In order to support systems that allow direct port access, like old versions of DOS, blocks 970 and 971 contain the missing definitions. Note that these are all code definitions that require the assembler to be loaded before they can be compiled.
! ( SINGLE PORT -> 1ST -- ) ! ( DOUBLE PORT -> 1ST -- ) ! ( SINGLE CPORT -> 1ST -- ) @ ( PORT -> SINGLE -- 2ND ) @ ( PORT -> DOUBLE -- 2ND ) @ ( CPORT -> SINGLE -- 2ND ) @ ( CPORT -> SIGNED -- 2ND ) @ ( CPORT -> FLAG -- 2ND )
The ANS Forth words PICK and ROLL are not supported by StrongForth, because the value of the index and thus their stack diagrams cannot be determined at compile time. Consider the following case:
5 BIT -243 CHAR B TRUE 62 .S LOGICAL SIGNED CHARACTER FLAG UNSIGNED OK 3 PICK OK
What should be on the interpreter data type heap now? Well, that's pretty obvious:
.S LOGICAL SIGNED CHARACTER FLAG UNSIGNED SIGNED OK
In interpretation state, it should be possible for PICK (and ROLL) to determine the resulting stack effect, because the value of the index parameter is always known. Things are different in compilation state.
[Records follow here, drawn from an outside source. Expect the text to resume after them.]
//! The op-construction side of the execution substrate.
//!
//! A [`Graph`] holds variable declarations and ops built through a generic
//! string-keyed op builder. Sessions created against a runtime interpret the
//! ops; the graph itself never executes anything.

mod tensor;

pub use tensor::{DType, TensorValue};

use std::{
    error::Error,
    fmt::{self, Display},
    sync::{
        Arc,
        atomic::{AtomicBool, Ordering},
    },
};

use parking_lot::RwLock;

use crate::initialization::Initializer;

/// The graph module's result type.
pub type Result<T> = std::result::Result<T, GraphErr>;

/// Graph construction failures.
#[derive(Debug)]
pub enum GraphErr {
    /// The graph was finalized and no longer accepts structural mutation.
    Finalized,
    /// A variable with the same name already exists.
    DuplicateVariable(String),
}

impl Display for GraphErr {
    fn fmt(&self, f: &mut fmt::Formatter<'_>) -> fmt::Result {
        match self {
            GraphErr::Finalized => {
                f.write_str("graph is finalized and cannot accept new variables or ops")
            }
            GraphErr::DuplicateVariable(name) => {
                write!(f, "a variable named {name:?} already exists in the graph")
            }
        }
    }
}

impl Error for GraphErr {}

/// Which initialization pass owns a variable.
#[derive(Debug, Clone, Copy, PartialEq, Eq)]
pub enum Collection {
    /// Initialized by the primary init op, normally driven by the chief.
    Global,
    /// Initialized by the local-init op of each participating process.
    Local,
}

/// A cheap handle to a named, typed, shaped variable declared in a graph.
///
/// The value itself lives in the runtime's per-master store; optimizers and
/// slots reference variables, they never own them.
#[derive(Debug, Clone)]
pub struct VariableRef {
    id: usize,
    name: Arc<str>,
    dtype: DType,
    shape: Arc<[usize]>,
    collection: Collection,
}

impl VariableRef {
    /// Returns the graph-unique identity of this variable.
    pub fn id(&self) -> usize {
        self.id
    }

    /// Returns the variable's name.
    pub fn name(&self) -> &str {
        &self.name
    }

    /// Returns the element type.
    pub fn dtype(&self) -> DType {
        self.dtype
    }

    /// Returns the declared shape.
    pub fn shape(&self) -> &[usize] {
        &self.shape
    }

    /// Returns which initialization pass owns this variable.
    pub fn collection(&self) -> Collection {
        self.collection
    }

    /// Returns the total number of elements.
    pub fn len(&self) -> usize {
        self.shape.iter().product()
    }

    /// Returns whether the variable holds no elements.
    pub fn is_empty(&self) -> bool {
        self.len() == 0
    }

    /// Returns the size of the leading dimension. Scalars count as one row.
    pub fn rows(&self) -> usize {
        self.shape.first().copied().unwrap_or(1)
    }

    /// Returns the number of elements per row of the leading dimension.
    pub fn row_size(&self) -> usize {
        self.shape.iter().skip(1).product()
    }
}

/// A named op input.
#[derive(Debug, Clone)]
pub enum Input {
    /// A variable mutated or read by the op.
    Var(VariableRef),
    /// An immediate tensor value, e.g. a gradient.
    Tensor(TensorValue),
    /// Row indices for sparse ops.
    Indices(Vec<usize>),
}

/// A named op attribute.
#[derive(Debug, Clone)]
pub enum AttrValue {
    Float(f64),
    Bool(bool),
    Str(String),
}

/// An op recorded in the graph, interpreted later by a session.
#[derive(Debug, Clone)]
pub struct Op {
    kind: String,
    inputs: Vec<(String, Input)>,
    attrs: Vec<(String, AttrValue)>,
}

impl Op {
    /// Returns the op-type string.
    pub fn kind(&self) -> &str {
        &self.kind
    }

    /// Looks up a named input.
    ///
    /// # Arguments
    /// * `name` - The input name.
    ///
    /// # Returns
    /// The input if present.
    pub fn input(&self, name: &str) -> Option<&Input> {
        self.inputs
            .iter()
            .find(|(input, _)| input == name)
            .map(|(_, value)| value)
    }

    /// Looks up a named attribute.
    ///
    /// # Arguments
    /// * `name` - The attribute name.
    ///
    /// # Returns
    /// The attribute if present.
    pub fn attr(&self, name: &str) -> Option<&AttrValue> {
        self.attrs
            .iter()
            .find(|(attr, _)| attr == name)
            .map(|(_, value)| value)
    }
}

/// An opaque handle to an op added to a graph.
#[derive(Debug, Clone, Copy, PartialEq, Eq)]
pub struct OpHandle(usize);

impl OpHandle {
    /// Returns the position of the op inside its graph.
    pub fn index(&self) -> usize {
        self.0
    }
}

struct VariableDef {
    reference: VariableRef,
    initializer: Arc<dyn Initializer>,
}

#[derive(Default)]
struct GraphInner {
    variables: Vec<VariableDef>,
    ops: Vec<Op>,
}

/// A computation graph under construction.
///
/// Structural mutation is rejected once [`Graph::finalize`] runs, which the
/// scaffold does when it builds; this prevents races between graph
/// construction and session creation.
pub struct Graph {
    inner: RwLock<GraphInner>,
    finalized: AtomicBool,
}

impl Graph {
    /// Creates a new, empty graph.
    ///
    /// # Returns
    /// A new `Graph` instance.
    pub fn new() -> Self {
        Self {
            inner: RwLock::new(GraphInner::default()),
            finalized: AtomicBool::new(false),
        }
    }

    /// Declares a variable in the graph.
    ///
    /// # Arguments
    /// * `name` - A graph-unique variable name.
    /// * `dtype` - The element type.
    /// * `shape` - The variable's shape.
    /// * `collection` - Which initialization pass owns the variable.
    /// * `initializer` - Generates the variable's initial values.
    ///
    /// # Returns
    /// A handle to the declared variable, or an error if the graph is
    /// finalized or the name is taken.
    pub fn variable(
        &self,
        name: &str,
        dtype: DType,
        shape: &[usize],
        collection: Collection,
        initializer: Arc<dyn Initializer>,
    ) -> Result<VariableRef> {
        if self.is_finalized() {
            return Err(GraphErr::Finalized);
        }

        let mut inner = self.inner.write();

        if inner.variables.iter().any(|v| &*v.reference.name == name) {
            return Err(GraphErr::DuplicateVariable(name.to_string()));
        }

        let reference = VariableRef {
            id: inner.variables.len(),
            name: Arc::from(name),
            dtype,
            shape: Arc::from(shape),
            collection,
        };

        inner.variables.push(VariableDef {
            reference: reference.clone(),
            initializer,
        });

        Ok(reference)
    }

    /// Adds an op to the graph.
    ///
    /// # Arguments
    /// * `kind` - The op-type string.
    /// * `inputs` - Named inputs.
    /// * `attrs` - Named attributes.
    ///
    /// # Returns
    /// A handle to the op, or an error if the graph is finalized.
    pub fn add_op(
        &self,
        kind: &str,
        inputs: Vec<(String, Input)>,
        attrs: Vec<(String, AttrValue)>,
    ) -> Result<OpHandle> {
        if self.is_finalized() {
            return Err(GraphErr::Finalized);
        }

        let mut inner = self.inner.write();
        let handle = OpHandle(inner.ops.len());

        inner.ops.push(Op {
            kind: kind.to_string(),
            inputs,
            attrs,
        });

        Ok(handle)
    }

    /// Freezes the graph against further structural mutation.
    pub fn finalize(&self) {
        self.finalized.store(true, Ordering::SeqCst);
    }

    /// Returns whether the graph is frozen.
    pub fn is_finalized(&self) -> bool {
        self.finalized.load(Ordering::SeqCst)
    }

    /// Returns handles to every declared variable.
    pub fn variables(&self) -> Vec<VariableRef> {
        self.inner
            .read()
            .variables
            .iter()
            .map(|v| v.reference.clone())
            .collect()
    }

    /// Looks up a variable by name.
    ///
    /// # Arguments
    /// * `name` - The variable name.
    ///
    /// # Returns
    /// The variable's handle if declared.
    pub fn variable_by_name(&self, name: &str) -> Option<VariableRef> {
        self.inner
            .read()
            .variables
            .iter()
            .find(|v| &*v.reference.name == name)
            .map(|v| v.reference.clone())
    }

    /// Returns every variable of `collection` paired with its initializer.
    /// `None` selects all collections.
    pub(crate) fn variables_with_init(
        &self,
        collection: Option<Collection>,
    ) -> Vec<(VariableRef, Arc<dyn Initializer>)> {
        self.inner
            .read()
            .variables
            .iter()
            .filter(|v| collection.is_none_or(|c| v.reference.collection == c))
            .map(|v| (v.reference.clone(), v.initializer.clone()))
            .collect()
    }

    /// Fetches a snapshot of an op by handle.
    pub(crate) fn op(&self, handle: OpHandle) -> Option<Op> {
        self.inner.read().ops.get(handle.0).cloned()
    }
}

impl Default for Graph {
    fn default() -> Self {
        Self::new()
    }
}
In the first example, a hypothetical immediate word PICK might be able to find out that the value on top of the stack at runtime will be the integer 3, so this intelligent version of PICK could compile the right code and update the compiler data type heap accordingly:
: FOO ( LOGICAL SIGNED CHARACTER FLAG UNSIGNED -- ... ) 3 PICK \ ( LOGICAL SIGNED CHARACTER FLAG UNSIGNED SIGNED ) ... ;
Even if the index does not immediately precede PICK as a literal, a sufficiently clever PICK can still find out the value of the index at compile time. But certainly not in these cases:
: BAR1 ( LOGICAL SIGNED CHARACTER FLAG UNSIGNED UNSIGNED -- ... ) PICK \ ( ??? ) ... ;
: BAR2 ( LOGICAL SIGNED CHARACTER FLAG UNSIGNED -- ... ) PARSE-WORD NUMBER DROP CAST UNSIGNED PICK \ ( ??? ) ... ;
Since our intelligent PICK is an immediate word, we might decide to pass the index parameter as an interpreted value. This version will always work, because the value of the index parameter is calculated at compile time:
: FOOBAR ( LOGICAL SIGNED CHARACTER FLAG UNSIGNED -- ... ) [ 3 ] PICK \ ( LOGICAL SIGNED CHARACTER FLAG UNSIGNED SIGNED ) ... ;
It is actually possible to implement state-smart immediate words PICK and ROLL that work this way. They are defined in blocks 972 to 979. Both words expect the index as a parameter of data type UNSIGNED:
PICK ( UNSIGNED -- ) ROLL ( UNSIGNED -- )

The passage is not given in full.